A richiamarli è stato lo stesso comandante dei vigili di Roma, Giovanni Catanzaro, in seguito a una riunione con i sindacati di categoria. La motivazione di questa decisione, secondo il segretario Cisl dei Vigili, Gabriele Di Bella, viene così spiegata. «Un altro accordo è diventato un fallimento per incapacità dirigenziali - sostiene - non è sufficiente fare protocolli se non si mettono prima d’accordo le amministrazioni. Lo scalo è ubicato nel comune di Fiumicino e la legge impone l’impiego dei vigili del comune di appartenenza. E se è vero che a Fiumicino non sorridono perché sono sotto organico, a Roma piangiamo perché mancano 2.000 unità». Sembrerebbe piuttosto una presa di posizione politica, ma in ogni caso il risultato non cambia. Alla fine chi ci rimette sono sempre loro: i turisti, soprattutto stranieri che a ritmi impressionati ogni giorno vengono truffati dalla solita banda di tassisti disonesti che opera nei moli B e C, dove continuano a farla da padrone. Con la conseguenza che il nuovo protocollo siglato in Prefettura il 29 marzo rischia di saltare. Come se non bastasse gli investigatori della Squadra Vetture di Fiumicino sono sotto organico e spesso il Comando locale li utilizza anche per fare la viabilità nello scalo. Gli effetti negativi di questa drastica decisione si sono visti. Tra i nuovi provvedimenti decisi il 27 giugno c’era, tra l’altro, il nuovo sistema della corsia unica per i taxi che devono prelevare i passeggeri. «Probabilmente il Prefetto non lo sa, così come il Direttore dello scalo, ma non sta funzionando come dovrebbe - confermano due conducenti di auto bianche-. Qui i furbi e i prepotenti continuano ad accaparrarsi le corse che ritengono più convenienti e non ci fanno lavorare La prova di quanto affermiamo? Lei provi a restare mezz'ora nelle vicinanze della corsia dove accostano i taxi, fuori dai due terminal B e C, e si accorgerà se diciamo bugie».

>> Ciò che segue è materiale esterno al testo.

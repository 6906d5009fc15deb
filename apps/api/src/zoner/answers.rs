//! Canned zoning answers and the mock document loader.
//!
//! Randomized fields (page counts, confidence, regeneration prefixes) are drawn
//! from the caller's `Rng` so results are reproducible under a seeded generator.

use rand::seq::SliceRandom;
use rand::Rng;

use crate::models::status::Status;
use crate::zoner::models::{LoadDocumentRequest, LoadedDocument, QueryAnswer, QueryRequest};

/// Topic keywords checked in order against the lowercased query; the first hit wins.
const TOPIC_ANSWERS: [(&str, &str); 4] = [
    (
        "height",
        "Based on the zoning bylaws, residential buildings in this zone are limited to a maximum height of 4 stories (12 meters), with exceptions for affordable housing projects which may reach 6 stories with special permits.",
    ),
    (
        "parking",
        "Parking requirements specify 1.5 spaces per residential unit, with visitor parking at 0.25 spaces per unit. Commercial zones require 1 space per 25 square meters of floor area.",
    ),
    (
        "setback",
        "Minimum setback requirements are: 6 meters from front property line, 3 meters from side boundaries, and 7.5 meters from rear boundary for residential structures.",
    ),
    (
        "commercial",
        "Commercial development is permitted in designated C1 and C2 zones with ground floor retail mandatory along main streets. Mixed-use developments require special planning approval.",
    ),
];

const REGENERATION_PREFIXES: [&str; 4] = [
    "Upon reviewing the documentation more thoroughly, ",
    "Cross-referencing with related bylaws shows that ",
    "An alternative interpretation suggests that ",
    "Looking at recent amendments, ",
];

const KEY_SECTIONS: [&str; 5] = [
    "Residential Zoning Guidelines",
    "Commercial Development Rules",
    "Height Restrictions",
    "Setback Requirements",
    "Parking Regulations",
];

const RELEVANT_SECTIONS: [&str; 3] = [
    "Section 4.2 - Zoning Classifications",
    "Section 7.1 - Development Standards",
    "Appendix C - Special Provisions",
];

const CITATIONS: [&str; 2] = [
    "Municipal Planning Act, Section 4.2.1",
    "Zoning Bylaw 2023-045, Article 7",
];

fn to_owned(items: &[&str]) -> Vec<String> {
    items.iter().map(|s| s.to_string()).collect()
}

/// Pretends to ingest a document and returns static metadata about it.
pub fn load_document<R: Rng + ?Sized>(request: &LoadDocumentRequest, rng: &mut R) -> LoadedDocument {
    LoadedDocument {
        document_type: request.document_type.clone(),
        document_info: request.document_info.clone(),
        upload_path: request.upload_path.clone(),
        processing_status: "loaded".to_string(),
        document_summary: format!(
            "Successfully loaded {} document. Ready for queries about zoning regulations, planning permits, and urban development guidelines.",
            request.document_type
        ),
        key_sections: to_owned(&KEY_SECTIONS),
        total_pages: rng.gen_range(15..=150),
        status: Status::Success,
    }
}

/// Picks the canned answer for `query`, or the templated default when no topic matches.
pub fn select_answer(query: &str, document_type: &str) -> String {
    let query = query.to_lowercase();
    TOPIC_ANSWERS
        .iter()
        .find(|(topic, _)| query.contains(topic))
        .map(|(_, answer)| answer.to_string())
        .unwrap_or_else(|| default_answer(document_type))
}

fn default_answer(document_type: &str) -> String {
    let document = if document_type.is_empty() {
        "zoning document"
    } else {
        document_type
    };
    format!(
        "According to the {document}, this regulation falls under Section 4.2 of the municipal planning guidelines. The specific requirements depend on the zone classification and intended use of the property."
    )
}

pub fn answer_query<R: Rng + ?Sized>(request: &QueryRequest, rng: &mut R) -> QueryAnswer {
    QueryAnswer {
        query: request.query.clone(),
        response: select_answer(&request.query, &request.document_type),
        confidence_score: rng.gen_range(85..=98),
        relevant_sections: to_owned(&RELEVANT_SECTIONS),
        citations: to_owned(&CITATIONS),
        status: Status::Success,
        regenerated: None,
    }
}

/// Answers again with a rephrasing prefix in front of the lowercased answer.
pub fn regenerate_answer<R: Rng + ?Sized>(request: &QueryRequest, rng: &mut R) -> QueryAnswer {
    let mut answer = answer_query(request, rng);
    let prefix = REGENERATION_PREFIXES
        .choose(rng)
        .copied()
        .unwrap_or(REGENERATION_PREFIXES[0]);
    answer.response = format!("{prefix}{}", answer.response.to_lowercase());
    answer.regenerated = Some(true);
    answer
}
pub mod status;
pub mod ticket;
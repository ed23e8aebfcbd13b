//! Command Decoder task.
//!
//! Waits for the next completed frame, decodes it, and offers the command to the
//! dispatch queue without blocking. A full queue drops the command.

use std::sync::Arc;

use embassy_sync::channel::TrySendError;
use futures_lite::future;
use log::{debug, warn};

use crate::diagnostics::Diagnostics;
use crate::error::DecodeError;
use crate::protocol::channels::{DispatchQueue, FrameQueue};
use crate::protocol::codec::decode_command;

/// What happened to one frame.
#[derive(Debug, Clone, Copy, PartialEq, Eq)]
pub enum FrameOutcome {
    Queued,
    /// Decoded fine but the dispatcher is behind.
    QueueFull,
    Rejected(DecodeError),
}

pub struct Decoder {
    frames: Arc<FrameQueue>,
    queue: Arc<DispatchQueue>,
    diag: Arc<Diagnostics>,
}

impl Decoder {
    pub fn new(frames: Arc<FrameQueue>, queue: Arc<DispatchQueue>, diag: Arc<Diagnostics>) -> Self {
        Self {
            frames,
            queue,
            diag,
        }
    }

    /// Decode one frame and offer it to the dispatcher.
    pub fn handle_frame(&self, frame: &[u8]) -> FrameOutcome {
        let cmd = match decode_command(frame) {
            Ok(cmd) => cmd,
            Err(e) => {
                self.diag.record_decode(e);
                debug!("frame dropped: {}", e);
                return FrameOutcome::Rejected(e);
            }
        };

        match self.queue.try_send(cmd) {
            Ok(()) => FrameOutcome::Queued,
            Err(TrySendError::Full(cmd)) => {
                self.diag.record_queue_full();
                warn!(
                    "dispatch queue full, dropped {} {}",
                    cmd.kind.mnemonic(),
                    cmd.node_id
                );
                FrameOutcome::QueueFull
            }
        }
    }

    /// Block until the next frame arrives, then handle it.
    pub fn run_once(&self) -> FrameOutcome {
        let frame = future::block_on(self.frames.receive());
        let outcome = self.handle_frame(&frame);
        self.diag.record_frame_decoded();
        outcome
    }

    pub fn run(self) -> ! {
        loop {
            self.run_once();
        }
    }
}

In effetti accade proprio quanto raccontato dai tassisti. Sono le 19. A controllare la situazione sono solo 4 uomini, 2 vigili di Fiumicino e 2 della Polizia provinciale. Troppo pochi. Sulla corsia di destra i taxi provenienti dal Polmone gestito dalla Prosegur puntuali arrivano, entrano dal varco delimitato dalla sbarra, quindi attendono il turno prima di poter far salire i clienti. Ma c’è un gruppetto di furbi che invece di restare in fila dietro alle auto dei loro colleghi, si accosta vicino al marciapiede, quindi scende dall’auto e va a procacciarsi i clienti migliori: coloro che possono pagare bene una corsa o ancora peggio essere facilmente truffati. Una volta puntato il passeggero il tassista disonesto lo invita a salire sul proprio taxi. Sono trascorsi una decina di minuti. Tutto questo davanti agli occhi di decine di altri tassisti, costretti a non fiatare. «Altrimenti Dio solo sa cosa possono fargli - spiega un investigatore in borghese della Polaria - tra loro si annidano delinquenti». Saliti a bordo i passeggeri alle 19.15 il tassista/i disonesto non solo fa già scattare il tassametro, ma si rimette con prepotenza in fila nella corsia di destra, nonostante davanti a sé abbia altre auto bianche vuote, in attesa del loro turno. Tutto avviene davanti agli occhi di un vigile in gonnella, ma è solo. I suoi colleghi sono impegnati in altre operazioni.